Our brain is wired for “first impressions”. Literally wired to pass judgment and assess others based on only a little bit of information, and no matter how conscious we are about trying to look beyond appearances, we can’t stop our brains from engaging in this unconscious, rapid processing by which we sort people. And once it’s done, it’s hard to undo. This “halo effect” carries over into what we think about a person even after we’ve been given more information.
How we dress matters in how the brains of our prospects will categorize us. It will affect how much they’re willing to pay, how they judge the work we deliver later, and how they treat us throughout the entire process.

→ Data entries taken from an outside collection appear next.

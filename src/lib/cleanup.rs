//! Scoped, last-in-first-out resource release.
//!
//! When several resources are acquired in sequence (create a file, then wrap it in an
//! encoder; open shard 0, then shard 1, ...), each acquisition registers how to release it.
//! If a later acquisition fails, [`CleanupStack::run`] releases everything acquired so far,
//! newest first, exactly once, and reports every release failure rather than the first.

use std::fmt;

use crate::errors::{ErrorList, Result};

type ReleaseFn = Box<dyn FnOnce() -> Result<()> + Send>;

/// An ordered list of release actions.
///
/// Dropping a stack that was never run runs it and logs any failure, so resources are also
/// released on early returns.
///
/// # Example
/// ```
/// use shardsplit_lib::cleanup::CleanupStack;
/// use std::sync::{Arc, Mutex};
///
/// let order = Arc::new(Mutex::new(Vec::new()));
/// let mut cleanups = CleanupStack::new();
/// for name in ["file", "encoder"] {
///     let order = Arc::clone(&order);
///     cleanups.add(move || {
///         order.lock().unwrap().push(name);
///         Ok(())
///     });
/// }
/// cleanups.run().unwrap();
/// assert_eq!(*order.lock().unwrap(), vec!["encoder", "file"]);
/// ```
#[derive(Default)]
pub struct CleanupStack {
    actions: Vec<ReleaseFn>,
    done: bool,
}

impl CleanupStack {
    #[must_use]
    pub fn new() -> Self {
        Self::default()
    }

    /// Registers a release action.
    ///
    /// Actions added after [`CleanupStack::run`] has been called are never executed by this
    /// stack's `run`, but still run when it is dropped.
    pub fn add<F>(&mut self, release: F)
    where
        F: FnOnce() -> Result<()> + Send + 'static,
    {
        self.actions.push(Box::new(release));
    }

    /// Number of actions that have not run yet.
    #[must_use]
    pub fn len(&self) -> usize {
        self.actions.len()
    }

    #[must_use]
    pub fn is_empty(&self) -> bool {
        self.actions.is_empty()
    }

    /// Runs every registered action once, newest first.
    ///
    /// All actions run even if some fail; their errors are combined. Calling `run` again
    /// does nothing and returns `Ok`.
    pub fn run(&mut self) -> Result<()> {
        if self.done {
            return Ok(());
        }
        self.done = true;
        self.release_all()
    }

    fn release_all(&mut self) -> Result<()> {
        let mut errors = ErrorList::new();
        while let Some(release) = self.actions.pop() {
            errors.record(release());
        }
        errors.into_result()
    }
}

impl Drop for CleanupStack {
    fn drop(&mut self) {
        if self.actions.is_empty() {
            return;
        }
        if let Err(e) = self.release_all() {
            log::warn!("Releasing resources failed: {e}");
        }
    }
}

impl fmt::Debug for CleanupStack {
    fn fmt(&self, f: &mut fmt::Formatter<'_>) -> fmt::Result {
        f.debug_struct("CleanupStack")
            .field("pending", &self.actions.len())
            .field("done", &self.done)
            .finish()
    }
}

Why settle for anything less than what we deserve by failing to accept the importance of our appearance?
Don’t Fret, You Can Still Wear T-Shirts
The good news is that this halo effect works in your favor once you’ve made a good first impression. If you dress for success in your first dealings with people, AND generally manage to give a good first impression otherwise, this will carry over so that when you later want to dress-down it won’t hurt your reputation. So, no, you won’t be a prisoner of the suit forever. (Read all of Neil Patel’s post to see this in action.)
Think in Terms of Harmony to Quell Your Inner Rebel
Still feel like dressing up is somehow a compromise of your inner rebel? That it’s shallow or fake? That you shouldn’t be judged by your clothing? Many years ago I heard an interview on Fresh Air with a teacher. Somehow it came up in the interview that this guy always dressed so well, and why did he do that? I can’t remember his reply word for word, but essentially he expressed that he believed that dressing well allowed everyone else to feel at ease – it created a certain harmony and reduced friction so that the more important work could be gotten to more quickly.
That stuck with me. What a good way to think about it. So if you want to do good work, dressing for success is just one way to remove obstacles from your path.